China plans cutting negative list to attract foreign investors
Written by ZJbTFBGJ2T

China plans cutting negative list to attract foreign investors  ecns

China plans cutting negative list to attract foreign investors

China to Reduce Negative List for Foreign Investment and Enhance Openness in Modern Services

China’s top commerce official, Chinese Commerce Minister Wang Wentao, announced on Sunday that China will reduce the number of items on the negative list for foreign investment and increase the level of openness in modern services. This statement was made during a sub-forum at the ongoing 2023 China International Fair for Trade in Services in Beijing.
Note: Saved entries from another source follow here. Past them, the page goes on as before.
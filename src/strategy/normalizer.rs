//! Normalise loosely structured plan JSON (typically model output) into a
//! [`CraftingPlan`].
//!
//! Model output drifts: keys get renamed, single objects appear where lists
//! are expected, tiers arrive as `"Medium-Risk"` or `{"level": "high"}`. The
//! normaliser accepts all of these and never fails; anything it cannot read
//! becomes `None` or is dropped.

use serde_json::{Map, Value};

use super::schema::{BudgetTier, CraftingPlan, CraftingRoute, PlanStep, RiskLevel};

const DEFAULT_STEP_DESCRIPTION: &str = "Refer to the route summary for guidance.";

/// Keys probed, in order, when a tier arrives as an object.
const ENUM_OBJECT_KEYS: &[&str] = &["value", "tier", "level", "name", "id"];

// ─── Value Helpers ──────────────────────────────────────────────────────────

fn is_truthy(value: &Value) -> bool {
    match value {
        Value::Null => false,
        Value::Bool(flag) => *flag,
        Value::Number(n) => n.as_f64().is_some_and(|f| f != 0.0),
        Value::String(s) => !s.is_empty(),
        Value::Array(items) => !items.is_empty(),
        Value::Object(map) => !map.is_empty(),
    }
}

/// First truthy value among `keys`.
fn first_of<'a>(data: &'a Map<String, Value>, keys: &[&str]) -> Option<&'a Value> {
    keys.iter()
        .filter_map(|key| data.get(*key))
        .find(|value| is_truthy(value))
}

fn text_of(data: &Map<String, Value>, keys: &[&str]) -> Option<String> {
    match first_of(data, keys)? {
        Value::String(s) => Some(s.clone()),
        Value::Number(n) => Some(n.to_string()),
        Value::Bool(b) => Some(b.to_string()),
        _ => None,
    }
}

/// Objects become a one-element list, arrays keep their object entries.
fn object_list<'a>(value: Option<&'a Value>) -> Vec<&'a Map<String, Value>> {
    match value {
        Some(Value::Object(map)) => vec![map],
        Some(Value::Array(items)) => items.iter().filter_map(Value::as_object).collect(),
        _ => Vec::new(),
    }
}

/// `" Medium-Risk "` → `"medium_risk"`.
fn enum_key(raw: &str) -> String {
    raw.trim()
        .to_lowercase()
        .split(|c: char| c == '-' || c == '_' || c.is_whitespace())
        .filter(|part| !part.is_empty())
        .collect::<Vec<_>>()
        .join("_")
}

fn enum_text(value: &Value) -> Option<String> {
    match value {
        Value::Null => None,
        Value::Object(map) => ENUM_OBJECT_KEYS
            .iter()
            .find_map(|key| map.get(*key))
            .and_then(enum_text),
        Value::String(s) => Some(enum_key(s)),
        other => Some(enum_key(&other.to_string())),
    }
}

fn risk_level(value: Option<&Value>) -> Option<RiskLevel> {
    let key = enum_text(value?)?;
    RiskLevel::ALL.into_iter().find(|level| level.as_str() == key)
}

fn budget_tier(value: Option<&Value>) -> Option<BudgetTier> {
    let key = enum_text(value?)?;
    BudgetTier::ALL.into_iter().find(|tier| tier.as_str() == key)
}

// ─── Coercion ───────────────────────────────────────────────────────────────

fn coerce_step(data: &Map<String, Value>) -> PlanStep {
    let description = text_of(data, &["description", "text"])
        .map(|text| text.trim().to_string())
        .filter(|text| !text.is_empty())
        .unwrap_or_else(|| DEFAULT_STEP_DESCRIPTION.to_string());

    PlanStep {
        title: text_of(data, &["title", "name"]),
        description,
        risk_level: risk_level(data.get("risk_level")),
        risk_notes: text_of(data, &["risk_notes", "risk_explanation"]),
        budget_tier: budget_tier(data.get("budget_tier")),
        budget_notes: text_of(data, &["budget_notes", "budget_explanation"]),
        success_criteria: text_of(data, &["success_criteria", "success", "stop_condition"]),
        alternatives: object_list(first_of(data, &["alternatives", "alternative_steps"]))
            .into_iter()
            .map(coerce_step)
            .collect(),
    }
}

fn coerce_route(data: &Map<String, Value>) -> CraftingRoute {
    CraftingRoute {
        name: text_of(data, &["name", "title"]),
        summary: text_of(data, &["summary", "description"]),
        risk_level: risk_level(data.get("risk_level")),
        budget_tier: budget_tier(data.get("budget_tier")),
        steps: object_list(first_of(data, &["steps", "plan"]))
            .into_iter()
            .map(coerce_step)
            .collect(),
    }
}

/// Normalise arbitrary plan JSON. A nested `"plan"` object is unwrapped;
/// non-object input yields an empty plan.
pub fn normalize_crafting_plan(raw: &Value) -> CraftingPlan {
    let empty = Map::new();
    let data = match raw {
        Value::Object(map) => match map.get("plan") {
            Some(Value::Object(inner)) => inner,
            _ => map,
        },
        _ => &empty,
    };

    let plan = CraftingPlan {
        title: text_of(data, &["title", "name"]),
        goal: text_of(data, &["goal", "item_goal"]),
        overview: text_of(data, &["overview", "summary"]),
        risk_level: risk_level(data.get("risk_level")),
        risk_criteria: text_of(data, &["risk_criteria", "risk_notes"]),
        budget_tier: budget_tier(data.get("budget_tier")),
        budget_criteria: text_of(data, &["budget_criteria", "budget_notes"]),
        steps: object_list(first_of(data, &["steps", "primary_steps"]))
            .into_iter()
            .map(coerce_step)
            .collect(),
        alternative_routes: object_list(first_of(data, &["alternative_routes", "routes"]))
            .into_iter()
            .map(coerce_route)
            .collect(),
    };

    tracing::debug!(
        steps = plan.steps.len(),
        routes = plan.alternative_routes.len(),
        "normalised crafting plan"
    );
    plan
}

// ─── Tests ──────────────────────────────────────────────────────────────────

#[cfg(test)]
mod tests {
    use super::*;
    use pretty_assertions::assert_eq;
    use serde_json::json;

    #[test]
    fn unwraps_plan_and_resolves_aliases() {
        let raw = json!({
            "plan": {
                "name": "Tailwind boots",
                "item_goal": "Two-Toned Boots with tailwind",
                "summary": "Essence then bench.",
                "risk_level": "Medium",
                "risk_notes": "Harvest reforge may brick.",
                "budget_tier": {"tier": "LUXURY"},
                "primary_steps": [
                    {"name": "Essence", "text": "  Spam Essence of Hatred  ", "success": "T1 cold res"},
                    "not a step",
                    {"description": "", "alternative_steps": {"text": "Use fossils"}}
                ],
                "routes": {"title": "Cheap", "description": "Alts", "plan": [{"text": "Alt spam"}]}
            }
        });
        let plan = normalize_crafting_plan(&raw);

        assert_eq!(plan.title.as_deref(), Some("Tailwind boots"));
        assert_eq!(plan.goal.as_deref(), Some("Two-Toned Boots with tailwind"));
        assert_eq!(plan.overview.as_deref(), Some("Essence then bench."));
        assert_eq!(plan.risk_level, Some(RiskLevel::Medium));
        assert_eq!(plan.risk_criteria.as_deref(), Some("Harvest reforge may brick."));
        assert_eq!(plan.budget_tier, Some(BudgetTier::Luxury));

        assert_eq!(plan.steps.len(), 2);
        assert_eq!(plan.steps[0].title.as_deref(), Some("Essence"));
        assert_eq!(plan.steps[0].description, "Spam Essence of Hatred");
        assert_eq!(plan.steps[0].success_criteria.as_deref(), Some("T1 cold res"));
        assert_eq!(plan.steps[1].description, DEFAULT_STEP_DESCRIPTION);
        assert_eq!(plan.steps[1].alternatives[0].description, "Use fossils");

        assert_eq!(plan.alternative_routes.len(), 1);
        let route = &plan.alternative_routes[0];
        assert_eq!(route.name.as_deref(), Some("Cheap"));
        assert_eq!(route.summary.as_deref(), Some("Alts"));
        assert_eq!(route.steps[0].description, "Alt spam");
    }

    #[test]
    fn canonical_keys_win_over_aliases() {
        let plan = normalize_crafting_plan(&json!({
            "title": "Primary",
            "name": "Alias",
            "steps": [{"description": "a"}],
            "primary_steps": [{"description": "b"}, {"description": "c"}]
        }));
        assert_eq!(plan.title.as_deref(), Some("Primary"));
        assert_eq!(plan.steps.len(), 1);
    }

    #[test]
    fn empty_canonical_value_falls_through_to_alias() {
        let plan = normalize_crafting_plan(&json!({"title": "", "name": "Fallback", "steps": []}));
        assert_eq!(plan.title.as_deref(), Some("Fallback"));
        assert!(plan.steps.is_empty());
    }

    #[test]
    fn enum_coercion_accepts_loose_spellings() {
        assert_eq!(risk_level(Some(&json!(" HIGH "))), Some(RiskLevel::High));
        assert_eq!(risk_level(Some(&json!({"value": {"level": "low"}}))), Some(RiskLevel::Low));
        assert_eq!(budget_tier(Some(&json!("Standard"))), Some(BudgetTier::Standard));
        assert_eq!(budget_tier(Some(&json!("cheap"))), None);
        assert_eq!(risk_level(Some(&json!(2))), None);
        assert_eq!(risk_level(Some(&json!({"other": "low"}))), None);
        assert_eq!(risk_level(Some(&Value::Null)), None);
        assert_eq!(enum_key(" Medium-Risk_  tier "), "medium_risk_tier");
    }

    #[test]
    fn non_object_input_yields_empty_plan() {
        assert_eq!(normalize_crafting_plan(&json!(["steps"])), CraftingPlan::default());
        assert_eq!(normalize_crafting_plan(&json!({"plan": "text"})), CraftingPlan::default());
    }
}
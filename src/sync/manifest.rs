//! `manifest.json`: checksum and size of every synced file.

use std::path::{Component, Path};

use chrono::{DateTime, Utc};
use serde::{Deserialize, Serialize};
use sha2::{Digest, Sha256};
use tokio::io::AsyncReadExt;

use super::errors::SyncError;

pub const MANIFEST_FILE_NAME: &str = "manifest.json";

#[derive(Debug, Clone, PartialEq, Serialize, Deserialize)]
pub struct ManifestEntry {
    /// Path relative to the manifest's directory, `/`-separated.
    pub file: String,
    pub sha256: String,
    pub bytes: u64,
    pub fetched_at: DateTime<Utc>,
}

/// Entries kept sorted by `file`; one entry per file.
#[derive(Debug, Clone, Default, PartialEq, Serialize, Deserialize)]
pub struct Manifest {
    pub files: Vec<ManifestEntry>,
}

impl Manifest {
    pub async fn load(dir: &Path) -> Result<Self, SyncError> {
        let path = dir.join(MANIFEST_FILE_NAME);
        if !path.exists() {
            return Ok(Self::default());
        }
        let raw = tokio::fs::read_to_string(&path).await.map_err(|e| SyncError::Io {
            path: path.display().to_string(),
            reason: e.to_string(),
        })?;
        serde_json::from_str(&raw).map_err(|e| SyncError::Manifest {
            path: path.display().to_string(),
            reason: e.to_string(),
        })
    }

    pub async fn save(&self, dir: &Path) -> Result<(), SyncError> {
        let path = dir.join(MANIFEST_FILE_NAME);
        let io_error = |e: std::io::Error| SyncError::Io {
            path: path.display().to_string(),
            reason: e.to_string(),
        };
        tokio::fs::create_dir_all(dir).await.map_err(io_error)?;
        let mut rendered = serde_json::to_string_pretty(self).map_err(|e| SyncError::Manifest {
            path: path.display().to_string(),
            reason: e.to_string(),
        })?;
        rendered.push('\n');
        tokio::fs::write(&path, rendered).await.map_err(io_error)
    }

    pub fn get(&self, file: &str) -> Option<&ManifestEntry> {
        self.files.iter().find(|entry| entry.file == file)
    }

    pub fn upsert(&mut self, entry: ManifestEntry) {
        match self.files.iter_mut().find(|known| known.file == entry.file) {
            Some(known) => *known = entry,
            None => {
                self.files.push(entry);
                self.files.sort_by(|a, b| a.file.cmp(&b.file));
            }
        }
    }

    /// Hash `path` and record it relative to `dir`.
    pub async fn record(&mut self, dir: &Path, path: &Path) -> Result<ManifestEntry, SyncError> {
        let (sha256, bytes) = compute_sha256(path).await?;
        let entry = ManifestEntry {
            file: relative_name(dir, path),
            sha256,
            bytes,
            fetched_at: Utc::now(),
        };
        tracing::debug!(file = %entry.file, sha256 = %entry.sha256, bytes, "recorded manifest entry");
        self.upsert(entry.clone());
        Ok(entry)
    }
}

fn relative_name(dir: &Path, path: &Path) -> String {
    let relative = path.strip_prefix(dir).unwrap_or(path);
    relative
        .components()
        .filter_map(|component| match component {
            Component::Normal(part) => Some(part.to_string_lossy().into_owned()),
            _ => None,
        })
        .collect::<Vec<_>>()
        .join("/")
}

/// SHA-256 (lower-case hex) and size of a file, read in 8 KB chunks.
pub async fn compute_sha256(path: &Path) -> Result<(String, u64), SyncError> {
    let io_error = |e: std::io::Error| SyncError::Io {
        path: path.display().to_string(),
        reason: e.to_string(),
    };
    let mut file = tokio::fs::File::open(path).await.map_err(io_error)?;

    let mut hasher = Sha256::new();
    let mut buffer = vec![0u8; 8192];
    let mut total: u64 = 0;
    loop {
        let bytes_read = file.read(&mut buffer).await.map_err(io_error)?;
        if bytes_read == 0 {
            break;
        }
        hasher.update(&buffer[..bytes_read]);
        total += bytes_read as u64;
    }

    Ok((format!("{:x}", hasher.finalize()), total))
}

// ─── Tests ──────────────────────────────────────────────────────────────────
China’s Path to Modernization and Global Development

Minister Wang Wentao emphasized that China’s path to modernization will create new opportunities for global development. He stated that China’s doors of openness will continue to expand, welcoming businesses from all countries to actively invest in China, including investments in the service sector.

The Negative List for Foreign Investment

The negative list specifies the industries in which foreign investors are not allowed to operate.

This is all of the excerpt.